● **Activity**
Send back all of the records, each one exactly as written.
-----
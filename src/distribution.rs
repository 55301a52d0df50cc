//! Reward Distribution
//!
//! `RewardDistributor` is the seam where reward allocation plugs in; it is
//! invoked once per `Distribute` phase with the registry and the latest
//! liquidity snapshot. `SnapshotDistributor` records which exchanges took
//! part and their configured weights, without computing payouts.

use crate::config::ExchangeConfig;
use crate::registry::ExchangeRegistry;
use crate::store::RegistryStore;
use crate::types::{DistributionRecord, LiquiditySnapshot};
use alloy::primitives::Address;
use anyhow::{Context, Result};
use async_trait::async_trait;
use chrono::Utc;
use std::collections::HashMap;
use std::str::FromStr;
use std::sync::Arc;
use tracing::{info, warn};

#[async_trait]
pub trait RewardDistributor: Send + Sync {
    async fn distribute(
        &self,
        registry: &ExchangeRegistry,
        snapshot: &LiquiditySnapshot,
    ) -> Result<DistributionRecord>;
}

/// Records a `DistributionRecord` per call
pub struct SnapshotDistributor {
    /// exchange → (liquid weight, trade weight)
    weights: HashMap<Address, (u64, u64)>,
    store: Option<Arc<dyn RegistryStore>>,
}

impl SnapshotDistributor {
    pub fn new() -> Self {
        Self {
            weights: HashMap::new(),
            store: None,
        }
    }

    /// Weights from the `[[exchanges]]` config section. Entries with an
    /// unparsable exchange address are skipped.
    pub fn from_config(exchanges: &[ExchangeConfig]) -> Self {
        let mut weights = HashMap::new();
        for ex in exchanges {
            match Address::from_str(ex.exchange.trim()) {
                Ok(exchange) => {
                    weights.insert(exchange, (ex.liquid_weight, ex.trade_weight));
                }
                Err(e) => warn!("Ignoring weights for exchange '{}': {}", ex.exchange, e),
            }
        }
        Self {
            weights,
            store: None,
        }
    }

    pub fn with_store(mut self, store: Arc<dyn RegistryStore>) -> Self {
        self.store = Some(store);
        self
    }

    /// Configured weights first, then the registry's pair metadata
    fn weights_for(&self, registry: &ExchangeRegistry, exchange: Address) -> (u64, u64) {
        if let Some(w) = self.weights.get(&exchange) {
            return *w;
        }
        registry
            .pair(exchange)
            .map(|p| (p.liquid_weight, p.trade_weight))
            .unwrap_or((0, 0))
    }
}

impl Default for SnapshotDistributor {
    fn default() -> Self {
        Self::new()
    }
}

#[async_trait]
impl RewardDistributor for SnapshotDistributor {
    async fn distribute(
        &self,
        registry: &ExchangeRegistry,
        snapshot: &LiquiditySnapshot,
    ) -> Result<DistributionRecord> {
        let weights: Vec<(Address, u64, u64)> = snapshot
            .exchanges
            .iter()
            .map(|e| {
                let (liquid, trade) = self.weights_for(registry, e.exchange);
                (e.exchange, liquid, trade)
            })
            .collect();

        let record = DistributionRecord {
            block_number: snapshot.block.number,
            recorded_at: Utc::now(),
            exchange_count: weights.len(),
            weights,
        };

        if let Some(store) = &self.store {
            store
                .record_distribution(&record)
                .context("Failed to persist distribution record")?;
        }

        let weighted = record
            .weights
            .iter()
            .filter(|(_, liquid, trade)| *liquid > 0 || *trade > 0)
            .count();
        info!(
            "Distribution recorded at block {}: {} exchanges ({} weighted)",
            record.block_number, record.exchange_count, weighted
        );
        Ok(record)
    }
}

#[cfg(test)]
mod tests {
    use super::*;
    use crate::store::JsonStateStore;
    use crate::types::{BlockHeader, ExchangeLiquidity, PairEntry};
    use alloy::primitives::{address, B256, U256};

    const T1: Address = address!("0x1000000000000000000000000000000000000001");
    const T2: Address = address!("0x1000000000000000000000000000000000000002");
    const E1: Address = address!("0xe000000000000000000000000000000000000001");
    const E2: Address = address!("0xe000000000000000000000000000000000000002");
    const E3: Address = address!("0xe000000000000000000000000000000000000003");

    fn snapshot(exchanges: &[Address]) -> LiquiditySnapshot {
        LiquiditySnapshot {
            block: BlockHeader {
                number: 42,
                hash: B256::ZERO,
                timestamp: 0,
            },
            taken_at: Utc::now(),
            exchanges: exchanges
                .iter()
                .map(|e| ExchangeLiquidity {
                    exchange: *e,
                    liquidity: U256::from(1),
                    coin_balance: U256::ZERO,
                    token_balances: vec![],
                })
                .collect(),
        }
    }

    #[tokio::test]
    async fn test_weights_come_from_config_then_registry() {
        let config = vec![
            ExchangeConfig {
                exchange: E1.to_string(),
                liquid_weight: 3,
                trade_weight: 1,
                ..Default::default()
            },
            ExchangeConfig {
                exchange: "garbage".to_string(),
                liquid_weight: 9,
                ..Default::default()
            },
        ];
        let registry = ExchangeRegistry::new();
        let mut pair = PairEntry::new(T1, T2, E2, "A/B".to_string(), 1);
        pair.trade_weight = 4;
        registry.add_pair(pair);

        let store = Arc::new(JsonStateStore::in_memory());
        let distributor = SnapshotDistributor::from_config(&config)
            .with_store(Arc::clone(&store) as Arc<dyn RegistryStore>);

        let record = distributor
            .distribute(&registry, &snapshot(&[E1, E2, E3]))
            .await
            .unwrap();

        assert_eq!(record.block_number, 42);
        assert_eq!(record.exchange_count, 3);
        assert_eq!(record.weights, vec![(E1, 3, 1), (E2, 0, 4), (E3, 0, 0)]);
        assert_eq!(store.load().unwrap().distributions, vec![record]);
    }
}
-----
● **Reply to the task**
filename src/distribution.rs
repository 55301a52d0df50cc
//! Reward Distribution
//!
//! `RewardDistributor` is the seam where reward allocation plugs in; it is
//! invoked once per `Distribute` phase with the registry and the latest
//! liquidity snapshot. `SnapshotDistributor` records which exchanges took
//! part and their configured weights, without computing payouts.

use crate::config::ExchangeConfig;
use crate::registry::ExchangeRegistry;
use crate::store::RegistryStore;
use crate::types::{DistributionRecord, LiquiditySnapshot};
use alloy::primitives::Address;
use anyhow::{Context, Result};
use async_trait::async_trait;
use chrono::Utc;
use std::collections::HashMap;
use std::str::FromStr;
use std::sync::Arc;
use tracing::{info, warn};

#[async_trait]
pub trait RewardDistributor: Send + Sync {
    async fn distribute(
        &self,
        registry: &ExchangeRegistry,
        snapshot: &LiquiditySnapshot,
    ) -> Result<DistributionRecord>;
}

/// Records a `DistributionRecord` per call
pub struct SnapshotDistributor {
    /// exchange → (liquid weight, trade weight)
    weights: HashMap<Address, (u64, u64)>,
    store: Option<Arc<dyn RegistryStore>>,
}

impl SnapshotDistributor {
    pub fn new() -> Self {
        Self {
            weights: HashMap::new(),
            store: None,
        }
    }

    /// Weights from the `[[exchanges]]` config section. Entries with an
    /// unparsable exchange address are skipped.
    pub fn from_config(exchanges: &[ExchangeConfig]) -> Self {
        let mut weights = HashMap::new();
        for ex in exchanges {
            match Address::from_str(ex.exchange.trim()) {
                Ok(exchange) => {
                    weights.insert(exchange, (ex.liquid_weight, ex.trade_weight));
                }
                Err(e) => warn!("Ignoring weights for exchange '{}': {}", ex.exchange, e),
            }
        }
        Self {
            weights,
            store: None,
        }
    }

    pub fn with_store(mut self, store: Arc<dyn RegistryStore>) -> Self {
        self.store = Some(store);
        self
    }

    /// Configured weights first, then the registry's pair metadata
    fn weights_for(&self, registry: &ExchangeRegistry, exchange: Address) -> (u64, u64) {
        if let Some(w) = self.weights.get(&exchange) {
            return *w;
        }
        registry
            .pair(exchange)
            .map(|p| (p.liquid_weight, p.trade_weight))
            .unwrap_or((0, 0))
    }
}

impl Default for SnapshotDistributor {
    fn default() -> Self {
        Self::new()
    }
}

#[async_trait]
impl RewardDistributor for SnapshotDistributor {
    async fn distribute(
        &self,
        registry: &ExchangeRegistry,
        snapshot: &LiquiditySnapshot,
    ) -> Result<DistributionRecord> {
        let weights: Vec<(Address, u64, u64)> = snapshot
            .exchanges
            .iter()
            .map(|e| {
                let (liquid, trade) = self.weights_for(registry, e.exchange);
                (e.exchange, liquid, trade)
            })
            .collect();

        let record = DistributionRecord {
            block_number: snapshot.block.number,
            recorded_at: Utc::now(),
            exchange_count: weights.len(),
            weights,
        };

        if let Some(store) = &self.store {
            store
                .record_distribution(&record)
                .context("Failed to persist distribution record")?;
        }

        let weighted = record
            .weights
            .iter()
            .filter(|(_, liquid, trade)| *liquid > 0 || *trade > 0)
            .count();
        info!(
            "Distribution recorded at block {}: {} exchanges ({} weighted)",
            record.block_number, record.exchange_count, weighted
        );
        Ok(record)
    }
}

#[cfg(test)]
mod tests {
    use super::*;
    use crate::store::JsonStateStore;
    use crate::types::{BlockHeader, ExchangeLiquidity, PairEntry};
    use alloy::primitives::{address, B256, U256};

    const T1: Address = address!("0x1000000000000000000000000000000000000001");
    const T2: Address = address!("0x1000000000000000000000000000000000000002");
    const E1: Address = address!("0xe000000000000000000000000000000000000001");
    const E2: Address = address!("0xe000000000000000000000000000000000000002");
    const E3: Address = address!("0xe000000000000000000000000000000000000003");

    fn snapshot(exchanges: &[Address]) -> LiquiditySnapshot {
        LiquiditySnapshot {
            block: BlockHeader {
                number: 42,
                hash: B256::ZERO,
                timestamp: 0,
            },
            taken_at: Utc::now(),
            exchanges: exchanges
                .iter()
                .map(|e| ExchangeLiquidity {
                    exchange: *e,
                    liquidity: U256::from(1),
                    coin_balance: U256::ZERO,
                    token_balances: vec![],
                })
                .collect(),
        }
    }

    #[tokio::test]
    async fn test_weights_come_from_config_then_registry() {
        let config = vec![
            ExchangeConfig {
                exchange: E1.to_string(),
                liquid_weight: 3,
                trade_weight: 1,
                ..Default::default()
            },
            ExchangeConfig {
                exchange: "garbage".to_string(),
                liquid_weight: 9,
                ..Default::default()
            },
        ];
        let registry = ExchangeRegistry::new();
        let mut pair = PairEntry::new(T1, T2, E2, "A/B".to_string(), 1);
        pair.trade_weight = 4;
        registry.add_pair(pair);

        let store = Arc::new(JsonStateStore::in_memory());
        let distributor = SnapshotDistributor::from_config(&config)
            .with_store(Arc::clone(&store) as Arc<dyn RegistryStore>);

        let record = distributor
            .distribute(&registry, &snapshot(&[E1, E2, E3]))
            .await
            .unwrap();

        assert_eq!(record.block_number, 42);
        assert_eq!(record.exchange_count, 3);
        assert_eq!(record.weights, vec![(E1, 3, 1), (E2, 0, 4), (E3, 0, 0)]);
        assert_eq!(store.load().unwrap().distributions, vec![record]);
    }
}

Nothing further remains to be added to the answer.